The Hispanic Leadership Fund, an organization that advocates limited government and free markets, joined US oil and gas industry leaders in urging US President Barack Obama to approve the Keystone XL crude oil pipeline project. HLF Pres. Mario H. Lopez’s announcement came as a joint US congressional committee began discussing whether to keep a provision approving the project in the new surface transportation bill.
“At a time when our country is hurting economically, the Hispanic unemployment rate has been hovering about 1 point above the national average,” he said during a May 8 teleconference he and American Petroleum Institute Executive Vice-Pres. Marty Durbin held with reporters. “Our members recognize that, even in states where the pipeline doesn’t run through, a significant number of jobs will be created.”
Lopez said small businesses particularly feel the impact of high gasoline prices, and noted that Hispanics start small businesses at a rate about three times the rest of the US economy’s. He also said Keystone XL would create jobs even in states outside the pipeline’s route, and expressed hope that the project would not become a victim of Obama administration political gamesmanship.
“We know the pipeline has the support of state and local leaders from across the country, and are disappointed in the current administration’s holding it up, apparently for political reasons,” he said. “The president can approve the Keystone XL pipeline and demonstrate to all Americans, including Latinos, that he’s committed to creating jobs.”

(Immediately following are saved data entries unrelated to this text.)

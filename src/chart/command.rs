//! Abstract draw commands.
//!
//! Chart geometry is expressed as a flat list of commands that any drawing
//! backend can replay. Layout is testable without a backend.

use serde::{Deserialize, Serialize};
use std::fmt;

/// An RGBA colour. Serialized as `#rrggbb` or `#rrggbbaa`.
#[derive(Clone, Copy, Debug, PartialEq, Serialize, Deserialize)]
#[serde(try_from = "String", into = "String")]
pub struct Rgba {
    pub r: u8,
    pub g: u8,
    pub b: u8,
    /// Opacity in `0.0..=1.0`
    pub a: f64,
}

impl Rgba {
    pub const WHITE: Rgba = Rgba::rgb(0xff, 0xff, 0xff);

    pub const fn rgb(r: u8, g: u8, b: u8) -> Self {
        Self { r, g, b, a: 1.0 }
    }

    pub fn with_alpha(self, a: f64) -> Self {
        Self {
            a: a.clamp(0.0, 1.0),
            ..self
        }
    }

    /// Parse `#rgb`, `#rrggbb` or `#rrggbbaa`.
    pub fn from_hex(hex: &str) -> Option<Self> {
        let digits = hex.trim().strip_prefix('#')?;
        if !digits.is_ascii() {
            return None;
        }
        let byte = |i: usize| u8::from_str_radix(&digits[i..i + 2], 16).ok();
        match digits.len() {
            3 => {
                let nib = |i: usize| u8::from_str_radix(&digits[i..i + 1], 16).ok().map(|v| v * 17);
                Some(Self::rgb(nib(0)?, nib(1)?, nib(2)?))
            }
            6 => Some(Self::rgb(byte(0)?, byte(2)?, byte(4)?)),
            8 => Some(Self::rgb(byte(0)?, byte(2)?, byte(4)?).with_alpha(byte(6)? as f64 / 255.0)),
            _ => None,
        }
    }
}

impl fmt::Display for Rgba {
    fn fmt(&self, f: &mut fmt::Formatter<'_>) -> fmt::Result {
        write!(f, "#{:02x}{:02x}{:02x}", self.r, self.g, self.b)?;
        if self.a < 1.0 {
            write!(f, "{:02x}", (self.a * 255.0).round() as u8)?;
        }
        Ok(())
    }
}

impl TryFrom<String> for Rgba {
    type Error = String;

    fn try_from(value: String) -> Result<Self, Self::Error> {
        Rgba::from_hex(&value).ok_or_else(|| format!("invalid colour: {}", value))
    }
}

impl From<Rgba> for String {
    fn from(value: Rgba) -> Self {
        value.to_string()
    }
}

#[derive(Clone, Copy, Debug, Default, PartialEq, Serialize)]
pub struct Point {
    pub x: f64,
    pub y: f64,
}

impl Point {
    pub const fn new(x: f64, y: f64) -> Self {
        Self { x, y }
    }
}

#[derive(Clone, Copy, Debug, Default, PartialEq, Serialize)]
pub struct Rect {
    pub x: f64,
    pub y: f64,
    pub width: f64,
    pub height: f64,
}

impl Rect {
    pub const fn new(x: f64, y: f64, width: f64, height: f64) -> Self {
        Self { x, y, width, height }
    }

    pub fn right(&self) -> f64 {
        self.x + self.width
    }

    pub fn bottom(&self) -> f64 {
        self.y + self.height
    }
}

/// Pixel size of the caller-provided drawing surface.
#[derive(Clone, Copy, Debug, PartialEq, Serialize, Deserialize)]
pub struct SurfaceSize {
    pub width: f64,
    pub height: f64,
}

impl SurfaceSize {
    pub const fn new(width: f64, height: f64) -> Self {
        Self { width, height }
    }
}

/// One drawing primitive.
#[derive(Clone, Debug, PartialEq, Serialize)]
#[serde(tag = "op", rename_all = "snake_case")]
pub enum DrawCommand {
    /// Clear the whole surface
    Clear { width: f64, height: f64 },
    /// Straight line segment
    Line { from: Point, to: Point, color: Rgba, width: f64 },
    /// Open polyline through the points
    Polyline { points: Vec<Point>, color: Rgba, width: f64 },
    /// Filled rectangle
    FillRect { rect: Rect, color: Rgba },
    /// Text with its baseline starting at `at`
    Text { text: String, at: Point, color: Rgba, font_size: f64 },
    /// Text drawn at `offset` in a frame translated to `origin` and rotated
    /// by `angle` radians
    RotatedText {
        text: String,
        origin: Point,
        offset: Point,
        angle: f64,
        color: Rgba,
        font_size: f64,
    },
}

/// Backend that executes draw commands against a real surface.
pub trait DrawBackend {
    fn execute(&mut self, command: &DrawCommand);
}

/// Text width estimate used for overflow decisions.
pub trait TextMeasure {
    fn text_width(&self, text: &str, font_size: f64) -> f64;
}

/// Fixed advance per character, as a fraction of the font size.
#[derive(Clone, Copy, Debug, PartialEq)]
pub struct ApproxTextMeasure {
    pub em_per_char: f64,
}

impl Default for ApproxTextMeasure {
    fn default() -> Self {
        Self { em_per_char: 0.6 }
    }
}

impl TextMeasure for ApproxTextMeasure {
    fn text_width(&self, text: &str, font_size: f64) -> f64 {
        text.chars().count() as f64 * font_size * self.em_per_char
    }
}

/// Ordered draw commands for one full repaint of one surface.
#[derive(Clone, Debug, Default, PartialEq, Serialize)]
#[serde(transparent)]
pub struct DrawList {
    commands: Vec<DrawCommand>,
}

impl DrawList {
    /// Start a repaint: the first command always clears the surface.
    pub fn for_surface(size: SurfaceSize) -> Self {
        Self {
            commands: vec![DrawCommand::Clear {
                width: size.width,
                height: size.height,
            }],
        }
    }

    pub fn push(&mut self, command: DrawCommand) {
        self.commands.push(command);
    }

    pub fn line(&mut self, from: Point, to: Point, color: Rgba, width: f64) {
        self.push(DrawCommand::Line { from, to, color, width });
    }

    pub fn polyline(&mut self, points: Vec<Point>, color: Rgba, width: f64) {
        self.push(DrawCommand::Polyline { points, color, width });
    }

    pub fn fill_rect(&mut self, rect: Rect, color: Rgba) {
        self.push(DrawCommand::FillRect { rect, color });
    }

    pub fn text(&mut self, text: impl Into<String>, at: Point, color: Rgba, font_size: f64) {
        self.push(DrawCommand::Text {
            text: text.into(),
            at,
            color,
            font_size,
        });
    }

    pub fn commands(&self) -> &[DrawCommand] {
        &self.commands
    }

    pub fn len(&self) -> usize {
        self.commands.len()
    }

    pub fn is_empty(&self) -> bool {
        self.commands.is_empty()
    }

    /// All text strings, in draw order.
    pub fn texts(&self) -> Vec<&str> {
        self.commands
            .iter()
            .filter_map(|c| match c {
                DrawCommand::Text { text, .. } | DrawCommand::RotatedText { text, .. } => Some(text.as_str()),
                _ => None,
            })
            .collect()
    }

    /// Every filled rectangle, in draw order.
    pub fn rects(&self) -> Vec<(Rect, Rgba)> {
        self.commands
            .iter()
            .filter_map(|c| match c {
                DrawCommand::FillRect { rect, color } => Some((*rect, *color)),
                _ => None,
            })
            .collect()
    }

    /// Replay onto a backend.
    pub fn replay(&self, backend: &mut dyn DrawBackend) {
        for command in &self.commands {
            backend.execute(command);
        }
    }
}
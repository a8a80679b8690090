//! KPI board and chart output of one pipeline pass.
//!
//! A [`Dashboard`] is a [`Dataset`] that also knows which KPIs and charts to
//! derive from the filtered rows. The session runs the pass; the dashboard
//! only maps a [`PassContext`] to display values and draw lists.

use crate::chart::{ChartContext, DrawList, SurfaceSize};
use crate::dataset::Dataset;
use crate::facet::{CategoryIndex, FilterState, contiguous_years};
use crate::format::NumberFormat;
use serde::Serialize;

/// One labelled, formatted key figure.
#[derive(Clone, Debug, PartialEq, Eq, Serialize)]
pub struct Kpi {
    pub label: String,
    pub value: String,
}

impl Kpi {
    pub fn new(label: impl Into<String>, value: impl Into<String>) -> Self {
        Self {
            label: label.into(),
            value: value.into(),
        }
    }
}

/// Draw commands for one chart surface.
#[derive(Clone, Debug, PartialEq, Serialize)]
pub struct ChartFrame {
    pub id: &'static str,
    pub size: SurfaceSize,
    pub commands: DrawList,
}

/// Everything the host displays after one filter change.
#[derive(Clone, Debug, Default, PartialEq, Serialize)]
pub struct PassOutput {
    /// Rows passing the current filters
    pub row_count: usize,
    pub kpis: Vec<Kpi>,
    pub charts: Vec<ChartFrame>,
    /// Short plain-text observations about the current slice
    pub highlights: Vec<String>,
}

impl PassOutput {
    pub fn kpi(&self, label: &str) -> Option<&str> {
        self.kpis
            .iter()
            .find(|k| k.label == label)
            .map(|k| k.value.as_str())
    }

    pub fn chart(&self, id: &str) -> Option<&ChartFrame> {
        self.charts.iter().find(|c| c.id == id)
    }
}

/// Inputs shared by every KPI and chart of one pass.
pub struct PassContext<'a, R> {
    /// Filtered rows, in load order
    pub rows: &'a [&'a R],
    pub filters: &'a FilterState,
    pub categories: &'a CategoryIndex,
    /// Sorted distinct years of the loaded rows
    pub years: &'a [i32],
    pub format: &'a NumberFormat,
    pub chart: ChartContext<'a>,
}

impl<'a, R> PassContext<'a, R> {
    /// Every year of the selected range that lies within the loaded data,
    /// including years with no rows.
    pub fn visible_years(&self) -> Vec<i32> {
        match (self.years.first(), self.years.last()) {
            (Some(&first), Some(&last)) => contiguous_years(
                self.filters.years.min.max(first),
                self.filters.years.max.min(last),
            ),
            _ => Vec::new(),
        }
    }

    /// Visible years as axis labels.
    pub fn year_labels(&self) -> Vec<String> {
        self.visible_years().iter().map(i32::to_string).collect()
    }

    /// Iterate the filtered rows.
    pub fn iter(&self) -> impl Iterator<Item = &'a R> + '_ {
        self.rows.iter().copied()
    }
}

/// KPI and chart definitions of one dataset.
pub trait Dashboard: Dataset {
    /// Chart ids, in display order.
    fn chart_ids(&self) -> &'static [&'static str];

    /// Key figures over the filtered rows.
    fn kpis(&self, ctx: &PassContext<'_, Self::Row>) -> Vec<Kpi>;

    /// Draw one chart. `None` for unknown ids.
    ///
    /// Only called with at least one filtered row; an empty pass draws the
    /// "no data" marker for every chart.
    fn draw(
        &self,
        chart: &str,
        size: SurfaceSize,
        ctx: &PassContext<'_, Self::Row>,
    ) -> Option<DrawList>;

    /// Plain-text observations; empty by default.
    fn highlights(&self, _ctx: &PassContext<'_, Self::Row>) -> Vec<String> {
        Vec::new()
    }
}
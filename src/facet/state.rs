//! Filter state: the current facet selections supplied by the host.

use serde::{Deserialize, Serialize};
use std::collections::{BTreeMap, BTreeSet};

/// Empty-selection semantics of a categorical facet.
///
/// Checkbox groups start fully checked, so unchecking everything means
/// "show nothing". Multi-selects start with nothing selected, so an empty
/// selection means "no restriction".
#[derive(Clone, Copy, Debug, PartialEq, Eq, Serialize, Deserialize)]
#[serde(rename_all = "snake_case")]
pub enum SelectionMode {
    /// Empty selection rejects every row
    Required,
    /// Empty selection accepts every row
    Optional,
}

/// Inclusive year range. An inverted range matches nothing.
#[derive(Clone, Copy, Debug, PartialEq, Eq, Serialize, Deserialize)]
pub struct YearRange {
    pub min: i32,
    pub max: i32,
}

impl YearRange {
    pub fn new(min: i32, max: i32) -> Self {
        Self { min, max }
    }

    #[inline]
    pub fn contains(&self, year: i32) -> bool {
        year >= self.min && year <= self.max
    }

    /// Range widened to cover `other` as well.
    pub fn union(&self, other: &YearRange) -> YearRange {
        YearRange::new(self.min.min(other.min), self.max.max(other.max))
    }
}

impl Default for YearRange {
    fn default() -> Self {
        Self::new(i32::MIN, i32::MAX)
    }
}

/// Selection of one categorical facet.
#[derive(Clone, Debug, PartialEq, Eq, Serialize, Deserialize)]
pub struct FacetSelection {
    pub mode: SelectionMode,
    pub selected: BTreeSet<String>,
}

impl FacetSelection {
    pub fn new(mode: SelectionMode) -> Self {
        Self {
            mode,
            selected: BTreeSet::new(),
        }
    }

    pub fn with_values<I, S>(mode: SelectionMode, values: I) -> Self
    where
        I: IntoIterator<Item = S>,
        S: Into<String>,
    {
        Self {
            mode,
            selected: values.into_iter().map(Into::into).collect(),
        }
    }

    /// Whether a row with this field value passes the facet.
    #[inline]
    pub fn admits(&self, value: &str) -> bool {
        if self.selected.is_empty() {
            return self.mode == SelectionMode::Optional;
        }
        self.selected.contains(value)
    }

    /// Whether this selection restricts anything at all.
    pub fn is_restrictive(&self) -> bool {
        !(self.mode == SelectionMode::Optional && self.selected.is_empty())
    }
}

/// Current facet selections: a year range plus named categorical selections.
///
/// A facet with no entry here is absent and applies no predicate.
#[derive(Clone, Debug, Default, PartialEq, Eq, Serialize, Deserialize)]
pub struct FilterState {
    pub years: YearRange,
    facets: BTreeMap<String, FacetSelection>,
}

impl FilterState {
    pub fn new(years: YearRange) -> Self {
        Self {
            years,
            facets: BTreeMap::new(),
        }
    }

    pub fn with_facet(mut self, key: impl Into<String>, selection: FacetSelection) -> Self {
        self.facets.insert(key.into(), selection);
        self
    }

    pub fn set_years(&mut self, min: i32, max: i32) {
        self.years = YearRange::new(min, max);
    }

    pub fn set_facet(&mut self, key: impl Into<String>, selection: FacetSelection) {
        self.facets.insert(key.into(), selection);
    }

    /// Replace the selected values of an existing facet, keeping its mode.
    /// Returns `false` when the facet is unknown.
    pub fn select<I, S>(&mut self, key: &str, values: I) -> bool
    where
        I: IntoIterator<Item = S>,
        S: Into<String>,
    {
        match self.facets.get_mut(key) {
            Some(sel) => {
                sel.selected = values.into_iter().map(Into::into).collect();
                true
            }
            None => false,
        }
    }

    /// Toggle one value of an existing facet (checkbox click).
    pub fn toggle(&mut self, key: &str, value: &str) -> bool {
        match self.facets.get_mut(key) {
            Some(sel) => {
                if !sel.selected.remove(value) {
                    sel.selected.insert(value.to_string());
                }
                true
            }
            None => false,
        }
    }

    pub fn remove_facet(&mut self, key: &str) -> Option<FacetSelection> {
        self.facets.remove(key)
    }

    pub fn selection(&self, key: &str) -> Option<&FacetSelection> {
        self.facets.get(key)
    }

    pub fn facets(&self) -> impl Iterator<Item = (&str, &FacetSelection)> {
        self.facets.iter().map(|(k, v)| (k.as_str(), v))
    }
}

Durbin acknowledged the White House has indicated that it does not want a Keystone XL approval provision in the transportation bill, but added that the House inserted it anyway and it enjoys strong bipartisan support in the Senate.
“We understand it’s a political question that’s being considered now, which is why we wanted to add our voice to it. We certainly would welcome Congress’s going on record again in support of it,” he said. But the president doesn’t need Congress’s approval to act…. This is still the biggest shovel-ready project on the horizon. Keystone XL is as good-to-go as it gets.”